(Stored data)
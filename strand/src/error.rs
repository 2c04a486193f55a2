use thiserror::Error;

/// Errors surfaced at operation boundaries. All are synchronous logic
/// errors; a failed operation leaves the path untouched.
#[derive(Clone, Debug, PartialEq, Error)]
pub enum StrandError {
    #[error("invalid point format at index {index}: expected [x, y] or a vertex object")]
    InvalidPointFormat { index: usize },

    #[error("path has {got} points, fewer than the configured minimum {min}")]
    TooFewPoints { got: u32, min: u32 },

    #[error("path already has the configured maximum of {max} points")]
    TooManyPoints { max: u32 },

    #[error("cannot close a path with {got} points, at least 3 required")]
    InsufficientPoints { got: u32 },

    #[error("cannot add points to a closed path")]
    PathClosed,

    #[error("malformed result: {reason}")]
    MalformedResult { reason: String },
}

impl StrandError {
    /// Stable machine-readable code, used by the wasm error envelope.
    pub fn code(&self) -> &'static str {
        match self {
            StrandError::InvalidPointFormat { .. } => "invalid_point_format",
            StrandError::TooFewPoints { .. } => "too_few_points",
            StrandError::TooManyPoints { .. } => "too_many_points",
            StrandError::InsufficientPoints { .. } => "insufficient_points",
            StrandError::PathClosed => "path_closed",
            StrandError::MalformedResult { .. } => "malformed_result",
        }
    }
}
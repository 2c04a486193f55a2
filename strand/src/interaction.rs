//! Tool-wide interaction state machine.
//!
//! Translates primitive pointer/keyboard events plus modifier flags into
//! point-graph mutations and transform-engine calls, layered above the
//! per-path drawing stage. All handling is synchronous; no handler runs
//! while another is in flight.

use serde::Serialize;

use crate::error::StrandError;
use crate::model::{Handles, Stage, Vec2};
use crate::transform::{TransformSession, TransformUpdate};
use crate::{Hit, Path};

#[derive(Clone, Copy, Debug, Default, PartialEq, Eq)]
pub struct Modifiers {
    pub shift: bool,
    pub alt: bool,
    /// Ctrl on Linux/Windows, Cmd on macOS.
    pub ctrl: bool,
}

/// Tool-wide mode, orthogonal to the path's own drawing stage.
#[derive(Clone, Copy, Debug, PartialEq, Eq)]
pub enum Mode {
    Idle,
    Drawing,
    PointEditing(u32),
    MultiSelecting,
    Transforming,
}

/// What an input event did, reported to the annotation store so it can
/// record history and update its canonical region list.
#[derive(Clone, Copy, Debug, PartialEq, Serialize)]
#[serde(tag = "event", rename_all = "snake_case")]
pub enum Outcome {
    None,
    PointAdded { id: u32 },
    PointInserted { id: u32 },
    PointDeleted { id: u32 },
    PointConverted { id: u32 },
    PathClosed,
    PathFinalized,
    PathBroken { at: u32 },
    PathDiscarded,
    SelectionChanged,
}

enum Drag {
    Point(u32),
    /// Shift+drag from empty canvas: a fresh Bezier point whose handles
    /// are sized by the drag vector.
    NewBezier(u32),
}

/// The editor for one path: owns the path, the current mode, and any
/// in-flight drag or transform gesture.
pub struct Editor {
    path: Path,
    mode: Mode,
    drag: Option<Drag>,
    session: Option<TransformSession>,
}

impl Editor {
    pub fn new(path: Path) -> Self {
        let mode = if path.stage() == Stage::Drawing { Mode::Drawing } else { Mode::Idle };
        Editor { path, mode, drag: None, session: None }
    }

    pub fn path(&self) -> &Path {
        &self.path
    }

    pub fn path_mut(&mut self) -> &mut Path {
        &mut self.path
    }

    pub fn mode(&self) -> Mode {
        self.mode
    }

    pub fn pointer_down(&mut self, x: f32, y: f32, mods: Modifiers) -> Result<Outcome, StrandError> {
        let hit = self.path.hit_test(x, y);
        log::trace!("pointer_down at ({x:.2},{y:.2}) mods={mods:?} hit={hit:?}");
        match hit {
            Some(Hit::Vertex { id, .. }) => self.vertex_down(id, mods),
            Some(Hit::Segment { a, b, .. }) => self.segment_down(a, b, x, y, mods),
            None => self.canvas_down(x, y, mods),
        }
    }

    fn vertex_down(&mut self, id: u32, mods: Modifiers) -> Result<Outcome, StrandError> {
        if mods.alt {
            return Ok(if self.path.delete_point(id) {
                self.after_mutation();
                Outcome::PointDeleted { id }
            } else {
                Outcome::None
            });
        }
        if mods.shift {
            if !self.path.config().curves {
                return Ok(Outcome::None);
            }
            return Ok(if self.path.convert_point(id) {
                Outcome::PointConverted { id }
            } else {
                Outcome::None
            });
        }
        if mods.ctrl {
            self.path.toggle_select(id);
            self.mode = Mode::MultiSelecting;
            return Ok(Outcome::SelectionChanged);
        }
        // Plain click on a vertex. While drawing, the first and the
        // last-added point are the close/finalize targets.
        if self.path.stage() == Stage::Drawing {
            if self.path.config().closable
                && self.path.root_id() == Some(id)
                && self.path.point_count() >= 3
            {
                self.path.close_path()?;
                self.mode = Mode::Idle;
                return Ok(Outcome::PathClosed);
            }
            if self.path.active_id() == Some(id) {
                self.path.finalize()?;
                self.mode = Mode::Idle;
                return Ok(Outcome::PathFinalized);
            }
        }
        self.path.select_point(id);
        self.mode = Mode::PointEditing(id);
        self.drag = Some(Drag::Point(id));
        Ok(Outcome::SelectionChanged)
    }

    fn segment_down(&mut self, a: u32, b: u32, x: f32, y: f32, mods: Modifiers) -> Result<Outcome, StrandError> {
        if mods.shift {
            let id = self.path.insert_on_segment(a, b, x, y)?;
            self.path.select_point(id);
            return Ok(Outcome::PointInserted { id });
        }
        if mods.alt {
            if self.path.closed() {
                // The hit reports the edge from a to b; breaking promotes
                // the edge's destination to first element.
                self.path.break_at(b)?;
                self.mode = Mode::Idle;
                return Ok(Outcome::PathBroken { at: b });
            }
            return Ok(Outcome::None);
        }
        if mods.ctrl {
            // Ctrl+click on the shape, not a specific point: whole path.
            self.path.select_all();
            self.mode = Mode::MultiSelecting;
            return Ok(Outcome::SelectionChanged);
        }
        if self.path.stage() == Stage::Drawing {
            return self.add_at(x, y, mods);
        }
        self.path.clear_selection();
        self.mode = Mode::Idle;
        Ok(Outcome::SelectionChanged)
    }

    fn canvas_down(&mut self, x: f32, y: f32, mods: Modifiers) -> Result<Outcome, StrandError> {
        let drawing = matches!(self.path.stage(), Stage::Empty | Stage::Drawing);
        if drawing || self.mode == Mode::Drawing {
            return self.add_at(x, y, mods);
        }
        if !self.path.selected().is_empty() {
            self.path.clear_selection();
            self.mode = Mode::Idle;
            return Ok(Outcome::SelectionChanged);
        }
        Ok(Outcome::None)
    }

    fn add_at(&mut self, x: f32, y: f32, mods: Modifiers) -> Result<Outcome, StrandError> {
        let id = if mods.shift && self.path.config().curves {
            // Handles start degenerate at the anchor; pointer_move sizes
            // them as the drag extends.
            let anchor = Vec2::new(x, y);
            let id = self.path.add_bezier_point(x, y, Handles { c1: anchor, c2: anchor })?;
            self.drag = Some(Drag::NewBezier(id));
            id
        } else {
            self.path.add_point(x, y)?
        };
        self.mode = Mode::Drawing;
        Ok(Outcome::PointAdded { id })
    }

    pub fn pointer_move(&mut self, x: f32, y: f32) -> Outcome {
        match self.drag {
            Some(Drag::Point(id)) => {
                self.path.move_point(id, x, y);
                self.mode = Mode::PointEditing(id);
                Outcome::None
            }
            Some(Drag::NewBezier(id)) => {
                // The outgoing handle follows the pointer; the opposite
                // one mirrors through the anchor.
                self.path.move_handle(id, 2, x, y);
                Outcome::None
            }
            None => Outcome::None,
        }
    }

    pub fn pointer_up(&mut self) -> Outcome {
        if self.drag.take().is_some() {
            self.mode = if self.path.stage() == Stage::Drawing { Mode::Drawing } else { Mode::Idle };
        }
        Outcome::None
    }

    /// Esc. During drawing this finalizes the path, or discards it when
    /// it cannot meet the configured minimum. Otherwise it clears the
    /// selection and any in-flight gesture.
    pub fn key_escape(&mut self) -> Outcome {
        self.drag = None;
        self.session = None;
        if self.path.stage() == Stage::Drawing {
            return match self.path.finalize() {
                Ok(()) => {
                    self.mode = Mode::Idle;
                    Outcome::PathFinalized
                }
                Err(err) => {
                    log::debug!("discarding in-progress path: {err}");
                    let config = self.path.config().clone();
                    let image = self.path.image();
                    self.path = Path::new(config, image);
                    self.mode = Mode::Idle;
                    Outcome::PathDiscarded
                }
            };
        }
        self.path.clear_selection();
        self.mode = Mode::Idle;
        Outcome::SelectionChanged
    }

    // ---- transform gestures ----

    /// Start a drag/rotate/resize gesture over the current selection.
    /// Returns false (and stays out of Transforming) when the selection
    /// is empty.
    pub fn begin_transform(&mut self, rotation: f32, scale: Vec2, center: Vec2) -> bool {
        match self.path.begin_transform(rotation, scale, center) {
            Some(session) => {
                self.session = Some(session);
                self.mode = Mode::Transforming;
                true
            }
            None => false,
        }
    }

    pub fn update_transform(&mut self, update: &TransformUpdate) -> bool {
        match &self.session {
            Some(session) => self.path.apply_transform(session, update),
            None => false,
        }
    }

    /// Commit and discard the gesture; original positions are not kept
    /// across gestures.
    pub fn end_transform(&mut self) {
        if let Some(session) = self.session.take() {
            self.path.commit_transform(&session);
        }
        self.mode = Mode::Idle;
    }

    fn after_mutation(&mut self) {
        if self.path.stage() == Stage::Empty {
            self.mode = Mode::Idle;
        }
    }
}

_What you need to do_. Copy out the lines above word for word, stopping after the line containing "pub fn code(&self)".

_Solution to this exercise_.
filename strand/src/error.rs
repository 2c04a486193f55a2
use thiserror::Error;

/// Errors surfaced at operation boundaries. All are synchronous logic
/// errors; a failed operation leaves the path untouched.
#[derive(Clone, Debug, PartialEq, Error)]
pub enum StrandError {
    #[error("invalid point format at index {index}: expected [x, y] or a vertex object")]
    InvalidPointFormat { index: usize },

    #[error("path has {got} points, fewer than the configured minimum {min}")]
    TooFewPoints { got: u32, min: u32 },

    #[error("path already has the configured maximum of {max} points")]
    TooManyPoints { max: u32 },

    #[error("cannot close a path with {got} points, at least 3 required")]
    InsufficientPoints { got: u32 },

    #[error("cannot add points to a closed path")]
    PathClosed,

    #[error("malformed result: {reason}")]
    MalformedResult { reason: String },
}

impl StrandError {
    /// Stable machine-readable code, used by the wasm error envelope.
    pub fn code(&self) -> &'static str {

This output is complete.